#### [TO DO]
Give the number of lines below that contain "Some", with no other output.

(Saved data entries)
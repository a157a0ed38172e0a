//! Validation of announcements and heartbeats received from peers.

use std::collections::HashMap;
use std::sync::{Mutex, MutexGuard, PoisonError};

use log::debug;
use rusty_crypto::verify_raw;
use rusty_shared_types::{Hash, MasternodeBroadcast, MasternodePing, MasternodeRecord, MasternodeStatus};
use serde::{Deserialize, Serialize};

use crate::config::MasternodeConfig;
use crate::error::{
    MasternodeError, DOS_BAD_BROADCAST_SIGNATURE, DOS_BAD_PING_SIGNATURE, DOS_COLLATERAL_KEY_MISMATCH,
};
use crate::interfaces::ChainView;
use crate::lifecycle::{compute_status, StatusInputs};
use crate::registry::MasternodeRegistry;

/// What an accepted broadcast did to the registry.
#[derive(Debug, Clone, Copy, PartialEq, Eq)]
pub enum AdmissionOutcome {
    Added,
    Updated,
    /// Stored as `PreEnabled` until the collateral has enough confirmations; not relayed.
    Deferred,
}

impl AdmissionOutcome {
    pub fn should_relay(&self) -> bool {
        !matches!(self, AdmissionOutcome::Deferred)
    }
}

/// Collaborators an admission check reads from.
pub struct AdmissionContext<'a> {
    pub registry: &'a MasternodeRegistry,
    pub chain: &'a dyn ChainView,
    pub config: &'a MasternodeConfig,
    pub now: u64,
    pub watchdog_active: bool,
}

impl AdmissionContext<'_> {
    fn status_inputs(&self, record: &MasternodeRecord) -> StatusInputs {
        StatusInputs {
            now: self.now,
            spent: self.chain.is_spent(&record.collateral.0),
            confirmations: self.chain.confirmations(&record.collateral.0),
            signature_valid: true,
            watchdog_active: self.watchdog_active,
        }
    }
}

/// Content hashes of processed broadcasts and pings with the time they were first seen.
#[derive(Debug, Clone, Default, Serialize, Deserialize)]
pub struct SeenMessages {
    pub broadcasts: HashMap<Hash, u64>,
    pub pings: HashMap<Hash, u64>,
}

impl SeenMessages {
    pub fn prune(&mut self, now: u64, expiry_secs: u64) {
        self.broadcasts.retain(|_, seen| now < seen.saturating_add(expiry_secs));
        self.pings.retain(|_, seen| now < seen.saturating_add(expiry_secs));
    }
}

#[derive(Debug, Default)]
pub struct AdmissionControl {
    seen: Mutex<SeenMessages>,
}

impl AdmissionControl {
    pub fn new() -> Self {
        Self::default()
    }

    /// Replaces the seen-message tables, e.g. with ones loaded from the cache.
    pub fn restore(&self, seen: SeenMessages) {
        *self.seen() = seen;
    }

    fn seen(&self) -> MutexGuard<'_, SeenMessages> {
        self.seen.lock().unwrap_or_else(PoisonError::into_inner)
    }

    pub fn seen_messages(&self) -> SeenMessages {
        self.seen().clone()
    }

    pub fn prune(&self, now: u64, expiry_secs: u64) {
        self.seen().prune(now, expiry_secs);
    }

    /// Validates a broadcast and applies it to the registry.
    pub fn process_broadcast(
        &self,
        ctx: &AdmissionContext<'_>,
        mnb: &MasternodeBroadcast,
    ) -> Result<AdmissionOutcome, MasternodeError> {
        let hash = mnb.hash();
        if self.seen().broadcasts.contains_key(&hash) {
            return Err(MasternodeError::DuplicateEntry);
        }
        // Only remembered once it passes the stateless checks, so a broadcast
        // that arrived too early can be accepted later.
        simple_check(ctx, mnb)?;
        {
            let mut seen = self.seen();
            if seen.broadcasts.contains_key(&hash) {
                return Err(MasternodeError::DuplicateEntry);
            }
            seen.broadcasts.insert(hash, ctx.now);
        }

        let outcome = self.check_and_apply_broadcast(ctx, mnb)?;

        if let Some(ping) = &mnb.last_ping {
            if ping.collateral == mnb.collateral {
                if let Err(err) = self.process_ping(ctx, ping) {
                    debug!("Embedded ping for {} not applied: {}", mnb.collateral, err);
                }
            }
        }
        Ok(outcome)
    }

    fn check_and_apply_broadcast(
        &self,
        ctx: &AdmissionContext<'_>,
        mnb: &MasternodeBroadcast,
    ) -> Result<AdmissionOutcome, MasternodeError> {
        let config = ctx.config;
        if let Some(existing) = ctx.registry.find_by_collateral(&mnb.collateral) {
            check_against_existing(&existing, mnb)?;
        }

        verify_raw(&mnb.collateral_pubkey, &mnb.signing_bytes(), &mnb.signature).map_err(|_| {
            MasternodeError::InvalidSignature { what: "masternode broadcast", dos: DOS_BAD_BROADCAST_SIGNATURE }
        })?;

        if ctx.chain.is_spent(&mnb.collateral.0) {
            return Err(MasternodeError::CollateralSpent(mnb.collateral.clone()));
        }
        let confirmations = ctx.chain.confirmations(&mnb.collateral.0);
        let deferred = match check_confirmations(confirmations, config.min_confirmations()) {
            Ok(()) => false,
            Err(err) => {
                debug!("Deferring masternode {}: {}", mnb.collateral, err);
                true
            }
        };

        let inputs = StatusInputs {
            now: ctx.now,
            spent: false,
            confirmations,
            signature_valid: true,
            watchdog_active: ctx.watchdog_active,
        };
        let inserted = ctx.registry.upsert(
            &mnb.collateral,
            || MasternodeRecord::from_broadcast(mnb, ctx.now),
            |record| {
                // Re-checked under the lock; another peer may have delivered a newer one.
                check_against_existing(record, mnb)?;
                record.apply_broadcast(mnb);
                if record.last_ping_time().map_or(false, |t| t < mnb.sig_time) {
                    record.last_ping = None;
                }
                let status = compute_status(record, &inputs, config);
                record.set_status(status, ctx.now);
                Ok(())
            },
        )?;

        Ok(match (deferred, inserted) {
            (true, _) => AdmissionOutcome::Deferred,
            (false, true) => AdmissionOutcome::Added,
            (false, false) => AdmissionOutcome::Updated,
        })
    }

    /// Validates a ping and applies it; returns the record's recomputed status.
    pub fn process_ping(&self, ctx: &AdmissionContext<'_>, ping: &MasternodePing) -> Result<MasternodeStatus, MasternodeError> {
        let hash = ping.hash();
        if self.seen().pings.contains_key(&hash) {
            return Err(MasternodeError::DuplicateEntry);
        }

        let config = ctx.config;
        if ping.sig_time > ctx.now + config.max_future_drift_secs {
            return Err(MasternodeError::FutureTimestamp { timestamp: ping.sig_time, now: ctx.now });
        }

        let record = ctx
            .registry
            .find_by_collateral(&ping.collateral)
            .ok_or_else(|| MasternodeError::UnknownMasternode(ping.collateral.clone()))?;
        check_ping_against_record(&record, ping, config)?;

        let (tip, _) = ctx.chain.best_block();
        let oldest = tip.saturating_sub(config.ping_max_block_age);
        let recent = (oldest..=tip).any(|height| ctx.chain.block_hash_at(height) == Some(ping.block_hash));
        if !recent {
            return Err(MasternodeError::UnknownBlock);
        }

        verify_raw(&record.service_pubkey, &ping.signing_bytes(), &ping.signature).map_err(|_| {
            MasternodeError::InvalidSignature { what: "masternode ping", dos: DOS_BAD_PING_SIGNATURE }
        })?;

        self.seen().pings.insert(hash, ctx.now);
        let inputs = ctx.status_inputs(&record);
        ctx.registry
            .update(&ping.collateral, |record| {
                check_ping_against_record(record, ping, config)?;
                record.last_ping = Some(ping.clone());
                let status = compute_status(record, &inputs, config);
                record.set_status(status, ctx.now);
                Ok(status)
            })
            .ok_or_else(|| MasternodeError::UnknownMasternode(ping.collateral.clone()))?
    }
}

/// Checks that need nothing but the message and the clock.
fn simple_check(ctx: &AdmissionContext<'_>, mnb: &MasternodeBroadcast) -> Result<(), MasternodeError> {
    let config = ctx.config;
    if mnb.sig_time > ctx.now + config.max_future_drift_secs {
        return Err(MasternodeError::FutureTimestamp { timestamp: mnb.sig_time, now: ctx.now });
    }
    if mnb.protocol_version < config.min_protocol_version {
        return Err(MasternodeError::ProtocolVersion {
            version: mnb.protocol_version,
            minimum: config.min_protocol_version,
        });
    }
    if !config.chain_params.is_valid_masternode_port(mnb.service_addr.port()) {
        return Err(MasternodeError::InvalidPort(mnb.service_addr.port()));
    }
    Ok(())
}

fn check_confirmations(have: u32, need: u32) -> Result<(), MasternodeError> {
    if have < need {
        return Err(MasternodeError::InsufficientConfirmations { have, need });
    }
    Ok(())
}

fn check_against_existing(existing: &MasternodeRecord, mnb: &MasternodeBroadcast) -> Result<(), MasternodeError> {
    match existing.status {
        MasternodeStatus::OutpointSpent => return Err(MasternodeError::CollateralSpent(existing.collateral.clone())),
        MasternodeStatus::PoseBanned => {
            return Err(MasternodeError::Banned(existing.collateral.clone(), existing.status))
        }
        _ => {}
    }
    if existing.sig_time >= mnb.sig_time {
        return Err(MasternodeError::StaleData(format!(
            "broadcast for {} signed at {} is not newer than {}",
            mnb.collateral, mnb.sig_time, existing.sig_time
        )));
    }
    if existing.collateral_pubkey != mnb.collateral_pubkey {
        return Err(MasternodeError::InvalidSignature {
            what: "masternode broadcast collateral key",
            dos: DOS_COLLATERAL_KEY_MISMATCH,
        });
    }
    Ok(())
}

fn check_ping_against_record(
    record: &MasternodeRecord,
    ping: &MasternodePing,
    config: &MasternodeConfig,
) -> Result<(), MasternodeError> {
    if record.status.is_terminal() {
        return Err(MasternodeError::StaleData(format!("masternode {} is {}", record.collateral, record.status)));
    }
    if let Some(previous) = record.last_ping_time() {
        let min_spacing = config.min_ping_interval_secs.saturating_sub(60);
        if ping.sig_time <= previous || ping.sig_time - previous < min_spacing {
            return Err(MasternodeError::StaleData(format!(
                "ping for {} at {} too soon after {}",
                record.collateral, ping.sig_time, previous
            )));
        }
    }
    Ok(())
}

#### [TASK RESULT]
5